**REQUIRED ACTION:** Between the line containing "self.scheduler.is_active(id)" and the line containing "if failures.len() >" lies a run of lines; give that run again exactly, with both of those lines, and nothing else from the entries below.

**DATASET ENTRIES:**
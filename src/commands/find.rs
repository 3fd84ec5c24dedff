use super::{required, CommandError};
use crate::local::LocalRepo;
use crate::remote::RemoteSource;
use crate::report::Report;
use clap::ValueEnum;
use tracing::debug;

/// Which side `find` searches
#[derive(Debug, Clone, Copy, PartialEq, Eq, ValueEnum)]
pub enum FindSide {
    Local,
    Remote,
}

/// List cookbook file paths containing `text`, grouped by cookbook.
///
/// Cookbooks without a match are left out of the report.
pub async fn find_files(
    repo: &LocalRepo,
    remote: &dyn RemoteSource,
    side: FindSide,
    text: Option<&str>,
) -> Result<Report, CommandError> {
    let text = required(text, "some text to search for")?;
    let mut report = Report::new();

    match side {
        FindSide::Local => {
            for cookbook in repo.list_cookbooks().await? {
                let matches = repo
                    .cookbook_files(&cookbook)
                    .await?
                    .into_iter()
                    .filter(|f| f.path.contains(text))
                    .map(|f| format!("* {}", f.path))
                    .collect();
                report.section_if_any(format!("{cookbook}:"), matches);
            }
        }
        FindSide::Remote => {
            for cookbook in remote.list_cookbooks().await? {
                let manifest = remote.cookbook_manifest(&cookbook).await?;
                let mut matches: Vec<String> = manifest
                    .records_with_path()
                    .filter(|(path, _)| path.contains(text))
                    .map(|(path, _)| format!("* {path}"))
                    .collect();
                matches.sort();
                report.section_if_any(format!("{cookbook}:"), matches);
            }
        }
    }

    debug!(?side, text, sections = report.sections().len(), "Search finished");
    Ok(report)
}
//! Artifact kinds and the classification of local files.
//!
//! Local files are classified once, while a collection is built, into a
//! [`LocalFile`] carrying a [`LocalFileFormat`], or into a
//! [`CookbookSegment`] for cookbook contents. Comparison code never looks
//! at file names or extensions.

use serde::{Deserialize, Serialize};
use std::fmt;
use std::path::Path;

/// Where a collection was captured from
#[derive(Debug, Clone, Copy, PartialEq, Eq, Hash, Serialize, Deserialize)]
#[serde(rename_all = "lowercase")]
pub enum Origin {
    Local,
    Remote,
}

impl fmt::Display for Origin {
    fn fmt(&self, f: &mut fmt::Formatter<'_>) -> fmt::Result {
        match self {
            Origin::Local => f.write_str("local"),
            Origin::Remote => f.write_str("remote"),
        }
    }
}

/// The kinds of artifact that can be compared
#[derive(Debug, Clone, PartialEq, Eq, Hash)]
pub enum ArtifactKind {
    /// Cookbook names
    Cookbooks,
    /// Files of one cookbook, keyed by path relative to the cookbook root
    CookbookFiles { cookbook: String },
    /// Data bag names
    DataBags,
    /// Items of one data bag, keyed by item id
    DataBagItems { bag: String },
    /// Roles, keyed by role name
    Roles,
}

impl ArtifactKind {
    /// Whether collections of this kind carry content hashes
    pub fn has_content(&self) -> bool {
        !matches!(self, ArtifactKind::Cookbooks | ArtifactKind::DataBags)
    }
}

impl fmt::Display for ArtifactKind {
    fn fmt(&self, f: &mut fmt::Formatter<'_>) -> fmt::Result {
        match self {
            ArtifactKind::Cookbooks => f.write_str("cookbooks"),
            ArtifactKind::CookbookFiles { cookbook } => write!(f, "{cookbook} cookbook files"),
            ArtifactKind::DataBags => f.write_str("data bags"),
            ArtifactKind::DataBagItems { bag } => write!(f, "{bag} data bag items"),
            ArtifactKind::Roles => f.write_str("roles"),
        }
    }
}

/// Serialization format of a data bag item or role file
#[derive(Debug, Clone, Copy, PartialEq, Eq)]
pub enum LocalFileFormat {
    Json,
    /// Ruby DSL; can be listed but not hashed comparably to server JSON
    RubyDsl,
}

/// A data bag item or role file found on disk
#[derive(Debug, Clone, PartialEq, Eq)]
pub struct LocalFile {
    /// File name without extension; the artifact identity
    pub stem: String,
    pub format: LocalFileFormat,
}

impl LocalFile {
    /// Classify a file name. Returns `None` for anything that is not a
    /// `.json` or `.rb` file, and for hidden files.
    pub fn classify(file_name: &str) -> Option<Self> {
        if file_name.starts_with('.') {
            return None;
        }

        let path = Path::new(file_name);
        let format = match path.extension().and_then(|e| e.to_str()) {
            Some("json") => LocalFileFormat::Json,
            Some("rb") => LocalFileFormat::RubyDsl,
            _ => return None,
        };
        let stem = path.file_stem()?.to_str()?.to_string();

        Some(Self { stem, format })
    }
}

/// The part of a cookbook a file belongs to
#[derive(Debug, Clone, Copy, PartialEq, Eq, Hash, PartialOrd, Ord)]
pub enum CookbookSegment {
    Attributes,
    Definitions,
    Files,
    Libraries,
    Providers,
    Recipes,
    Resources,
    Templates,
    RootFiles,
}

impl CookbookSegment {
    /// Segments that live in a directory of the same name
    pub const DIRECTORIES: [CookbookSegment; 8] = [
        CookbookSegment::Attributes,
        CookbookSegment::Definitions,
        CookbookSegment::Files,
        CookbookSegment::Libraries,
        CookbookSegment::Providers,
        CookbookSegment::Recipes,
        CookbookSegment::Resources,
        CookbookSegment::Templates,
    ];

    /// Every segment, as named in a server cookbook manifest
    pub const ALL: [CookbookSegment; 9] = [
        CookbookSegment::Attributes,
        CookbookSegment::Definitions,
        CookbookSegment::Files,
        CookbookSegment::Libraries,
        CookbookSegment::Providers,
        CookbookSegment::Recipes,
        CookbookSegment::Resources,
        CookbookSegment::Templates,
        CookbookSegment::RootFiles,
    ];

    /// Key of the segment in a server cookbook manifest
    pub fn manifest_key(self) -> &'static str {
        match self {
            CookbookSegment::Attributes => "attributes",
            CookbookSegment::Definitions => "definitions",
            CookbookSegment::Files => "files",
            CookbookSegment::Libraries => "libraries",
            CookbookSegment::Providers => "providers",
            CookbookSegment::Recipes => "recipes",
            CookbookSegment::Resources => "resources",
            CookbookSegment::Templates => "templates",
            CookbookSegment::RootFiles => "root_files",
        }
    }

    /// Directory name of the segment inside a cookbook, if it has one
    pub fn directory(self) -> Option<&'static str> {
        match self {
            CookbookSegment::RootFiles => None,
            other => Some(other.manifest_key()),
        }
    }

    /// Classify a path relative to the cookbook root.
    ///
    /// Files directly at the root are root files; files below one of the
    /// segment directories belong to that segment; everything else
    /// (e.g. `spec/`, `test/`, hidden entries) is not part of the cookbook.
    pub fn classify(relative: &Path) -> Option<Self> {
        let mut components = relative.components();
        let first = components.next()?.as_os_str().to_str()?;
        if first.starts_with('.') {
            return None;
        }

        if components.next().is_none() {
            return Some(CookbookSegment::RootFiles);
        }

        Self::DIRECTORIES
            .into_iter()
            .find(|segment| segment.directory() == Some(first))
    }
}
//! The damage tracker as the rest of the server sees it.
//!
//! [`Breaker`] owns the damage store, the resolved crack renderer and the two
//! sweep schedules. Strike handlers call [`Breaker::strike`]; lifecycle code
//! calls the `schedule_*` re-armers, [`Breaker::reload`] and
//! [`Breaker::shutdown`].

use std::sync::{Arc, Mutex, RwLock};
use std::time::Duration;

use anyhow::{Context, Result};
use tokio::runtime::Handle;

use breaker_engine::damage::{self, DamageError, DamageStore, Strike};
use breaker_engine::render::{CrackRenderer, RenderError};
use breaker_engine::render::registry::RendererRegistry;
use breaker_engine::world::key::BlockKey;
use breaker_engine::world::{BlockLocation, WorldId};

use crate::config::BreakerConfig;
use crate::diagnostics;
use crate::metrics::{Metrics, MetricsSnapshot};
use crate::observers::ObserverRegistry;
use crate::regions::LoadedRegions;
use crate::render;
use crate::scheduler::{PassScheduler, TaskId};

/// Failed records named individually in a crack sweep report.
const REPORTED_FAILURES: usize = 5;

pub struct Breaker {
    store: Arc<DamageStore>,
    config: Arc<RwLock<BreakerConfig>>,
    renderer: Arc<dyn CrackRenderer>,
    regions: Arc<LoadedRegions>,
    metrics: Arc<Metrics>,
    scheduler: PassScheduler,
    regen_task: Mutex<Option<TaskId>>,
    crack_task: Mutex<Option<TaskId>>,
}

impl Breaker {
    /// Build a breaker with this server's renderers. Nothing is scheduled yet.
    ///
    /// Must be called from inside a tokio runtime.
    pub fn new(config: BreakerConfig, regions: Arc<LoadedRegions>, observers: Arc<ObserverRegistry>) -> Result<Self> {
        let registry = render::registry(observers, config.block_cracks.view_distance);
        Self::with_registry(config, regions, &registry)
    }

    /// Build a breaker, resolving the crack renderer from `registry`.
    pub fn with_registry(config: BreakerConfig, regions: Arc<LoadedRegions>, registry: &RendererRegistry) -> Result<Self> {
        config.validate().context("invalid breaker config")?;
        let runtime = Handle::try_current().context("breaker must be created inside a tokio runtime")?;
        let renderer = registry.resolve(&config.host_version);
        let metrics = Arc::new(Metrics::new());
        let scheduler = PassScheduler::new(runtime).with_failure_hook({
            let metrics = Arc::clone(&metrics);
            move |_task| metrics.record_sweep_failure()
        });

        Ok(Self {
            store: Arc::new(DamageStore::new(config.max_damage)),
            config: Arc::new(RwLock::new(config)),
            renderer,
            regions,
            metrics,
            scheduler,
            regen_task: Mutex::new(None),
            crack_task: Mutex::new(None),
        })
    }

    // ── Store operations ────────────────────────────────────────────────

    /// Apply a strike to the block at `location`.
    pub fn strike(&self, location: BlockLocation, amount: f32) -> Result<Strike, DamageError> {
        let strike = self.store.add_damage(location, amount)?;
        self.metrics.record_strike(strike == Strike::Destroyed);
        if strike == Strike::Destroyed {
            tracing::debug!(
                "Block at ({},{},{}) in {} destroyed",
                location.pos.x,
                location.pos.y,
                location.pos.z,
                location.world
            );
        }
        Ok(strike)
    }

    pub fn damage(&self, location: BlockLocation) -> Option<f32> {
        self.store.get_damage(location)
    }

    pub fn remove_record(&self, key: &BlockKey) -> bool {
        self.store.remove_record(key)
    }

    /// Forget all damage and loaded chunks of a world that was unloaded.
    pub fn unload_world(&self, world: WorldId) -> usize {
        self.regions.unload_world(world);
        self.store.clear_world(world)
    }

    pub fn store(&self) -> &Arc<DamageStore> {
        &self.store
    }

    pub fn renderer(&self) -> &Arc<dyn CrackRenderer> {
        &self.renderer
    }

    pub fn config(&self) -> BreakerConfig {
        self.config.read().expect("config poisoned").clone()
    }

    pub fn metrics(&self) -> MetricsSnapshot {
        self.metrics.snapshot(self.store.len() as u64)
    }

    // ── Scheduling ──────────────────────────────────────────────────────

    /// (Re)arm the regeneration sweep from the current config.
    ///
    /// Any existing schedule is cancelled first. Returns `None` when the
    /// configured frequency disables regeneration.
    pub fn schedule_regeneration(&self) -> Option<TaskId> {
        let mut slot = self.regen_task.lock().expect("regen slot poisoned");
        if let Some(old) = slot.take() {
            self.scheduler.cancel(old);
        }

        let Some(period) = self.config().regen_period() else {
            tracing::info!("Regeneration disabled by config");
            return None;
        };

        let store = Arc::clone(&self.store);
        let config = Arc::clone(&self.config);
        let metrics = Arc::clone(&self.metrics);
        let id = self.scheduler.spawn_periodic("regen", period, period, move |_task| {
            // Read every sweep so a reload applies without re-arming.
            let amount = config.read().expect("config poisoned").regen.amount;
            let report = damage::regenerate(&store, amount);
            metrics.record_regen(&report);
        });
        *slot = Some(id);
        Some(id)
    }

    /// (Re)arm the crack broadcast sweep from the current config.
    ///
    /// Any existing schedule is cancelled first. Returns `None` when block
    /// cracks are disabled. The first sweep runs immediately.
    pub fn schedule_crack_broadcast(&self) -> Option<TaskId> {
        let mut slot = self.crack_task.lock().expect("crack slot poisoned");
        if let Some(old) = slot.take() {
            self.scheduler.cancel(old);
        }

        let Some(period) = self.config().crack_period() else {
            tracing::info!("Block cracks disabled by config");
            return None;
        };

        let store = Arc::clone(&self.store);
        let regions = Arc::clone(&self.regions);
        let renderer = Arc::clone(&self.renderer);
        let metrics = Arc::clone(&self.metrics);
        let id = self.scheduler.spawn_periodic("cracks", Duration::ZERO, period, move |task| {
            let report = damage::broadcast_cracks(&store, &*regions, &*renderer);
            metrics.record_cracks(&report);

            if !report.failures.is_empty() {
                diagnostics::report_error(
                    &format!(
                        "Error occurred when broadcasting block cracks ({} of {} records failed). TaskId: {:?}",
                        report.failures.len(),
                        report.visited,
                        task
                    ),
                    Some(&crack_failure_cause(&report.failures)),
                );
            }
        });
        *slot = Some(id);
        Some(id)
    }

    /// Replace the configuration and re-arm both sweeps.
    ///
    /// The renderer is not re-resolved; it is chosen once per process.
    pub fn reload(&self, config: BreakerConfig) -> Result<()> {
        config.validate().context("invalid breaker config")?;
        self.store.set_max_damage(config.max_damage);
        *self.config.write().expect("config poisoned") = config;
        self.schedule_regeneration();
        self.schedule_crack_broadcast();
        tracing::info!("Breaker config reloaded");
        Ok(())
    }

    pub fn regen_task(&self) -> Option<TaskId> {
        *self.regen_task.lock().expect("regen slot poisoned")
    }

    pub fn crack_task(&self) -> Option<TaskId> {
        *self.crack_task.lock().expect("crack slot poisoned")
    }

    pub fn is_scheduled(&self, id: TaskId) -> bool {
        self.scheduler.is_active(id)
    }

    pub fn scheduled_count(&self) -> usize {
        self.scheduler.active_count()
    }

    /// Cancel both sweeps. In-flight sweeps finish.
    pub fn shutdown(&self) {
        self.regen_task.lock().expect("regen slot poisoned").take();
        self.crack_task.lock().expect("crack slot poisoned").take();
        self.scheduler.cancel_all();
    }
}

/// One line per failed record, up to [`REPORTED_FAILURES`], then a count of the rest.
fn crack_failure_cause(failures: &[(BlockKey, RenderError)]) -> anyhow::Error {
    let mut lines: Vec<String> = failures
        .iter()
        .take(REPORTED_FAILURES)
        .map(|(key, err)| format!("{:?}: {}", key, err))
        .collect();
    if failures.len() > REPORTED_FAILURES {
        lines.push(format!("... and {} more", failures.len() - REPORTED_FAILURES));
    }
    anyhow::anyhow!("{}", lines.join("\n"))
}

#[cfg(test)]
mod tests {
    use super::*;
    use breaker_engine::world::WorldId;
    use uuid::Uuid;

    fn failures(n: i32) -> Vec<(BlockKey, RenderError)> {
        let world = WorldId(Uuid::from_u128(7));
        (0..n)
            .map(|x| (BlockKey::encode(world, x, 64, 0), RenderError::Unavailable(format!("observer {x} gone"))))
            .collect()
    }

    #[test]
    fn crack_cause_lists_each_failure() {
        let text = crack_failure_cause(&failures(2)).to_string();
        assert_eq!(text.lines().count(), 2);
        assert!(text.contains("observer 0 gone"));
        assert!(text.contains("observer 1 gone"));
    }

    #[test]
    fn crack_cause_summarises_the_rest() {
        let text = crack_failure_cause(&failures(REPORTED_FAILURES as i32 + 2)).to_string();
        let lines: Vec<&str> = text.lines().collect();
        assert_eq!(lines.len(), REPORTED_FAILURES + 1);
        assert_eq!(lines[REPORTED_FAILURES], "... and 2 more");
        assert!(!text.contains(&format!("observer {} gone", REPORTED_FAILURES)));
    }
}
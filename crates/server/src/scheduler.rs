//! Periodic sweep tasks.
//!
//! Each scheduled sweep runs on its own tokio task and is identified by a
//! [`TaskId`]. Cancelling a task takes effect at its next timer wait: the
//! sweep body is synchronous, so a sweep already in progress always runs to
//! completion.
//!
//! A sweep that panics is reported through [`diagnostics`](crate::diagnostics),
//! passed to the failure hook if one is set, and the schedule keeps firing.

use std::panic::{AssertUnwindSafe, catch_unwind};
use std::sync::{Arc, Mutex};
use std::time::Duration;

use slotmap::{SlotMap, new_key_type};
use tokio::runtime::Handle;
use tokio::task::JoinHandle;
use tokio::time::{Instant, MissedTickBehavior};

use crate::diagnostics;

new_key_type! {
    /// Identity of one scheduled periodic task.
    pub struct TaskId;
}

/// Longest delay or period a task accepts. Longer values are clamped.
pub const MAX_PERIOD: Duration = Duration::from_secs(30 * 365 * 24 * 60 * 60);

type FailureHook = Arc<dyn Fn(TaskId) + Send + Sync>;

struct ScheduledTask {
    name: &'static str,
    handle: JoinHandle<()>,
}

pub struct PassScheduler {
    runtime: Handle,
    tasks: Mutex<SlotMap<TaskId, ScheduledTask>>,
    on_panic: Option<FailureHook>,
}

impl PassScheduler {
    pub fn new(runtime: Handle) -> Self {
        Self {
            runtime,
            tasks: Mutex::new(SlotMap::with_key()),
            on_panic: None,
        }
    }

    /// Call `hook` with the task id whenever a sweep panics.
    pub fn with_failure_hook<F>(mut self, hook: F) -> Self
    where
        F: Fn(TaskId) + Send + Sync + 'static,
    {
        self.on_panic = Some(Arc::new(hook));
        self
    }

    /// Run `sweep` after `delay`, then every `period`.
    ///
    /// The sweep receives its own task id for diagnostics. If a sweep
    /// overruns its period, the next firing is delayed rather than bunched.
    /// `delay` and `period` are clamped to [`MAX_PERIOD`].
    pub fn spawn_periodic<F>(&self, name: &'static str, delay: Duration, period: Duration, sweep: F) -> TaskId
    where
        F: Fn(TaskId) + Send + Sync + 'static,
    {
        let delay = delay.min(MAX_PERIOD);
        let period = period.min(MAX_PERIOD);
        let on_panic = self.on_panic.clone();
        let mut tasks = self.tasks.lock().expect("scheduler poisoned");
        tasks.insert_with_key(|id| {
            let handle = self.runtime.spawn(async move {
                // `delay` is clamped, so this cannot overflow.
                let mut interval = tokio::time::interval_at(Instant::now() + delay, period);
                interval.set_missed_tick_behavior(MissedTickBehavior::Delay);

                tracing::info!("Sweep '{}' scheduled (every {:?}, task {:?})", name, period, id);

                loop {
                    interval.tick().await;
                    if let Err(panic) = catch_unwind(AssertUnwindSafe(|| sweep(id))) {
                        let cause = anyhow::anyhow!("{}", panic_message(panic.as_ref()));
                        diagnostics::report_error(
                            &format!("Sweep '{}' panicked. TaskId: {:?}", name, id),
                            Some(&cause),
                        );
                        if let Some(hook) = &on_panic {
                            hook(id);
                        }
                    }
                }
            });
            ScheduledTask { name, handle }
        })
    }

    /// Stop a task before its next firing. Returns whether it was scheduled.
    pub fn cancel(&self, id: TaskId) -> bool {
        let task = self.tasks.lock().expect("scheduler poisoned").remove(id);
        match task {
            Some(task) => {
                task.handle.abort();
                tracing::debug!("Sweep '{}' cancelled (task {:?})", task.name, id);
                true
            }
            None => false,
        }
    }

    pub fn cancel_all(&self) {
        let drained: Vec<_> = self.tasks.lock().expect("scheduler poisoned").drain().collect();
        for (id, task) in drained {
            task.handle.abort();
            tracing::debug!("Sweep '{}' cancelled (task {:?})", task.name, id);
        }
    }

    pub fn is_active(&self, id: TaskId) -> bool {
        self.tasks
            .lock()
            .expect("scheduler poisoned")
            .get(id)
            .is_some_and(|task| !task.handle.is_finished())
    }

    pub fn active_count(&self) -> usize {
        self.tasks.lock().expect("scheduler poisoned").len()
    }
}

impl Drop for PassScheduler {
    fn drop(&mut self) {
        self.cancel_all();
    }
}

fn panic_message(payload: &(dyn std::any::Any + Send)) -> String {
    if let Some(s) = payload.downcast_ref::<&str>() {
        s.to_string()
    } else if let Some(s) = payload.downcast_ref::<String>() {
        s.clone()
    } else {
        "non-string panic payload".to_string()
    }
}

**COMPLETED EXERCISE:**
        self.scheduler.is_active(id)
    }

    pub fn scheduled_count(&self) -> usize {
        self.scheduler.active_count()
    }

    /// Cancel both sweeps. In-flight sweeps finish.
    pub fn shutdown(&self) {
        self.regen_task.lock().expect("regen slot poisoned").take();
        self.crack_task.lock().expect("crack slot poisoned").take();
        self.scheduler.cancel_all();
    }
}

/// One line per failed record, up to [`REPORTED_FAILURES`], then a count of the rest.
fn crack_failure_cause(failures: &[(BlockKey, RenderError)]) -> anyhow::Error {
    let mut lines: Vec<String> = failures
        .iter()
        .take(REPORTED_FAILURES)
        .map(|(key, err)| format!("{:?}: {}", key, err))
        .collect();
    if failures.len() > REPORTED_FAILURES {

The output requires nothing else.